▶ **What you have to do**: Print out each entry below exactly, please.

::: Records shown :::

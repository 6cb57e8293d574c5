/*
 *
 *
 *
 *
 * MIT License
 * Copyright (c) 2025. Dwight J. Browne
 * dwight[-at-]dwightjbrowne[-dot-]com
 *
 *
 * Permission is hereby granted, free of charge, to any person obtaining a copy
 * of this software and associated documentation files (the "Software"), to deal
 * in the Software without restriction, including without limitation the rights
 * to use, copy, modify, merge, publish, distribute, sublicense, and/or sell
 * copies of the Software, and to permit persons to whom the Software is
 * furnished to do so, subject to the following conditions:
 *
 * The above copyright notice and this permission notice shall be included in all
 * copies or substantial portions of the Software.
 *
 * THE SOFTWARE IS PROVIDED "AS IS", WITHOUT WARRANTY OF ANY KIND, EXPRESS OR
 * IMPLIED, INCLUDING BUT NOT LIMITED TO THE WARRANTIES OF MERCHANTABILITY,
 * FITNESS FOR A PARTICULAR PURPOSE AND NONINFRINGEMENT. IN NO EVENT SHALL THE
 * AUTHORS OR COPYRIGHT HOLDERS BE LIABLE FOR ANY CLAIM, DAMAGES OR OTHER
 * LIABILITY, WHETHER IN AN ACTION OF CONTRACT, TORT OR OTHERWISE, ARISING FROM,
 * OUT OF OR IN CONNECTION WITH THE SOFTWARE OR THE USE OR OTHER DEALINGS IN THE
 * SOFTWARE.
 */

//! Instrument endpoints: assets, option contracts and US treasuries

use crate::endpoint::{Declaration, Endpoint};
use crate::invoker::{Call, Invoker};
use alpaca_core::{Method, Result};
use alpaca_models::schema::Never;
use alpaca_models::{
  Asset, AssetsQuery, OptionContract, OptionContracts, OptionContractsQuery, Treasuries,
  TreasuriesQuery, Treasury,
};
use tracing::instrument;

pub static GET_ASSETS: Endpoint<AssetsQuery, Never, Vec<Asset>> =
  Endpoint::new("Get Assets", Method::Get, "v2/assets", 200);

pub static GET_ASSET: Endpoint<Never, Never, Asset> =
  Endpoint::new("Get Asset", Method::Get, "v2/assets/{symbol_or_asset_id}", 200)
    .with_messages(&[(404, "Asset Not Found: {symbol_or_asset_id}")]);

pub static GET_OPTION_CONTRACTS: Endpoint<OptionContractsQuery, Never, OptionContracts> =
  Endpoint::new("Get Option Contracts", Method::Get, "v2/options/contracts", 200);

pub static GET_OPTION_CONTRACT: Endpoint<Never, Never, OptionContract> =
  Endpoint::new("Get Option Contract", Method::Get, "v2/options/contracts/{symbol_or_id}", 200)
    .with_messages(&[(404, "Option Contract Not Found: {symbol_or_id}")]);

pub static GET_TREASURIES: Endpoint<TreasuriesQuery, Never, Treasuries> =
  Endpoint::new("Get Treasuries", Method::Get, "v2/treasuries", 200).with_messages(&[
    (400, "Bad Request"),
    (403, "Forbidden"),
    (429, "Too Many Requests"),
    (500, "Internal Server Error"),
  ]);

pub static CATALOG: &[&Declaration] = &[
  &GET_ASSETS.decl,
  &GET_ASSET.decl,
  &GET_OPTION_CONTRACTS.decl,
  &GET_OPTION_CONTRACT.decl,
  &GET_TREASURIES.decl,
];

/// Tradable assets.
#[derive(Debug, Clone)]
pub struct AssetEndpoints {
  invoker: Invoker,
}

impl AssetEndpoints {
  pub fn new(invoker: Invoker) -> Self {
    Self { invoker }
  }

  #[instrument(skip(self, query))]
  pub async fn list(&self, query: &AssetsQuery) -> Result<Vec<Asset>> {
    self.invoker.invoke(&GET_ASSETS, Call::new().query(query)).await
  }

  /// Look up one asset by symbol or asset id.
  ///
  /// A 404 fails with `Asset Not Found: <symbol_or_asset_id>`.
  #[instrument(skip(self))]
  pub async fn get(&self, symbol_or_asset_id: &str) -> Result<Asset> {
    let path = [("symbol_or_asset_id", symbol_or_asset_id)];
    self.invoker.invoke(&GET_ASSET, Call::new().path(&path)).await
  }
}

/// Option contracts.
#[derive(Debug, Clone)]
pub struct OptionEndpoints {
  invoker: Invoker,
}

impl OptionEndpoints {
  pub fn new(invoker: Invoker) -> Self {
    Self { invoker }
  }

  /// Contracts matching `query`, unwrapped from the `option_contracts` envelope.
  #[instrument(skip(self, query))]
  pub async fn contracts(&self, query: &OptionContractsQuery) -> Result<Vec<OptionContract>> {
    self.invoker.invoke(&GET_OPTION_CONTRACTS, Call::new().query(query)).await
  }

  #[instrument(skip(self))]
  pub async fn contract(&self, symbol_or_id: &str) -> Result<OptionContract> {
    let path = [("symbol_or_id", symbol_or_id)];
    self.invoker.invoke(&GET_OPTION_CONTRACT, Call::new().path(&path)).await
  }
}

/// US treasury bonds.
#[derive(Debug, Clone)]
pub struct TreasuryEndpoints {
  invoker: Invoker,
}

impl TreasuryEndpoints {
  pub fn new(invoker: Invoker) -> Self {
    Self { invoker }
  }

  #[instrument(skip(self, query))]
  pub async fn list(&self, query: &TreasuriesQuery) -> Result<Vec<Treasury>> {
    self.invoker.invoke(&GET_TREASURIES, Call::new().query(query)).await
  }
}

:::

▶ **Result of the task**:
repository 6cb57e8293d574c5
/*
 *
 *
 *
 *
 * MIT License
 * Copyright (c) 2025. Dwight J. Browne
 * dwight[-at-]dwightjbrowne[-dot-]com
 *
 *
 * Permission is hereby granted, free of charge, to any person obtaining a copy
 * of this software and associated documentation files (the "Software"), to deal
 * in the Software without restriction, including without limitation the rights
 * to use, copy, modify, merge, publish, distribute, sublicense, and/or sell
 * copies of the Software, and to permit persons to whom the Software is
 * furnished to do so, subject to the following conditions:
 *
 * The above copyright notice and this permission notice shall be included in all
 * copies or substantial portions of the Software.
 *
 * THE SOFTWARE IS PROVIDED "AS IS", WITHOUT WARRANTY OF ANY KIND, EXPRESS OR
 * IMPLIED, INCLUDING BUT NOT LIMITED TO THE WARRANTIES OF MERCHANTABILITY,
 * FITNESS FOR A PARTICULAR PURPOSE AND NONINFRINGEMENT. IN NO EVENT SHALL THE
 * AUTHORS OR COPYRIGHT HOLDERS BE LIABLE FOR ANY CLAIM, DAMAGES OR OTHER
 * LIABILITY, WHETHER IN AN ACTION OF CONTRACT, TORT OR OTHERWISE, ARISING FROM,
 * OUT OF OR IN CONNECTION WITH THE SOFTWARE OR THE USE OR OTHER DEALINGS IN THE
 * SOFTWARE.
 */

//! Instrument endpoints: assets, option contracts and US treasuries

use crate::endpoint::{Declaration, Endpoint};
use crate::invoker::{Call, Invoker};
use alpaca_core::{Method, Result};
use alpaca_models::schema::Never;
use alpaca_models::{
  Asset, AssetsQuery, OptionContract, OptionContracts, OptionContractsQuery, Treasuries,
  TreasuriesQuery, Treasury,
};
use tracing::instrument;

pub static GET_ASSETS: Endpoint<AssetsQuery, Never, Vec<Asset>> =
  Endpoint::new("Get Assets", Method::Get, "v2/assets", 200);

pub static GET_ASSET: Endpoint<Never, Never, Asset> =
  Endpoint::new("Get Asset", Method::Get, "v2/assets/{symbol_or_asset_id}", 200)
    .with_messages(&[(404, "Asset Not Found: {symbol_or_asset_id}")]);

pub static GET_OPTION_CONTRACTS: Endpoint<OptionContractsQuery, Never, OptionContracts> =
  Endpoint::new("Get Option Contracts", Method::Get, "v2/options/contracts", 200);

pub static GET_OPTION_CONTRACT: Endpoint<Never, Never, OptionContract> =
  Endpoint::new("Get Option Contract", Method::Get, "v2/options/contracts/{symbol_or_id}", 200)
    .with_messages(&[(404, "Option Contract Not Found: {symbol_or_id}")]);

pub static GET_TREASURIES: Endpoint<TreasuriesQuery, Never, Treasuries> =
  Endpoint::new("Get Treasuries", Method::Get, "v2/treasuries", 200).with_messages(&[
    (400, "Bad Request"),
    (403, "Forbidden"),
    (429, "Too Many Requests"),
    (500, "Internal Server Error"),
  ]);

pub static CATALOG: &[&Declaration] = &[
  &GET_ASSETS.decl,
  &GET_ASSET.decl,
  &GET_OPTION_CONTRACTS.decl,
  &GET_OPTION_CONTRACT.decl,
  &GET_TREASURIES.decl,
];

/// Tradable assets.
#[derive(Debug, Clone)]
pub struct AssetEndpoints {
  invoker: Invoker,
}

impl AssetEndpoints {
  pub fn new(invoker: Invoker) -> Self {
    Self { invoker }
  }

  #[instrument(skip(self, query))]
  pub async fn list(&self, query: &AssetsQuery) -> Result<Vec<Asset>> {
    self.invoker.invoke(&GET_ASSETS, Call::new().query(query)).await
  }

  /// Look up one asset by symbol or asset id.
  ///
  /// A 404 fails with `Asset Not Found: <symbol_or_asset_id>`.
  #[instrument(skip(self))]
  pub async fn get(&self, symbol_or_asset_id: &str) -> Result<Asset> {
    let path = [("symbol_or_asset_id", symbol_or_asset_id)];
    self.invoker.invoke(&GET_ASSET, Call::new().path(&path)).await
  }
}

/// Option contracts.
#[derive(Debug, Clone)]
pub struct OptionEndpoints {
  invoker: Invoker,
}

impl OptionEndpoints {
  pub fn new(invoker: Invoker) -> Self {
    Self { invoker }
  }

  /// Contracts matching `query`, unwrapped from the `option_contracts` envelope.
  #[instrument(skip(self, query))]
  pub async fn contracts(&self, query: &OptionContractsQuery) -> Result<Vec<OptionContract>> {
    self.invoker.invoke(&GET_OPTION_CONTRACTS, Call::new().query(query)).await
  }

  #[instrument(skip(self))]
  pub async fn contract(&self, symbol_or_id: &str) -> Result<OptionContract> {
    let path = [("symbol_or_id", symbol_or_id)];
    self.invoker.invoke(&GET_OPTION_CONTRACT, Call::new().path(&path)).await
  }
}

/// US treasury bonds.
#[derive(Debug, Clone)]
pub struct TreasuryEndpoints {
  invoker: Invoker,
}

impl TreasuryEndpoints {
  pub fn new(invoker: Invoker) -> Self {
    Self { invoker }
  }

  #[instrument(skip(self, query))]
  pub async fn list(&self, query: &TreasuriesQuery) -> Result<Vec<Treasury>> {
    self.invoker.invoke(&GET_TREASURIES, Call::new().query(query)).await
  }
}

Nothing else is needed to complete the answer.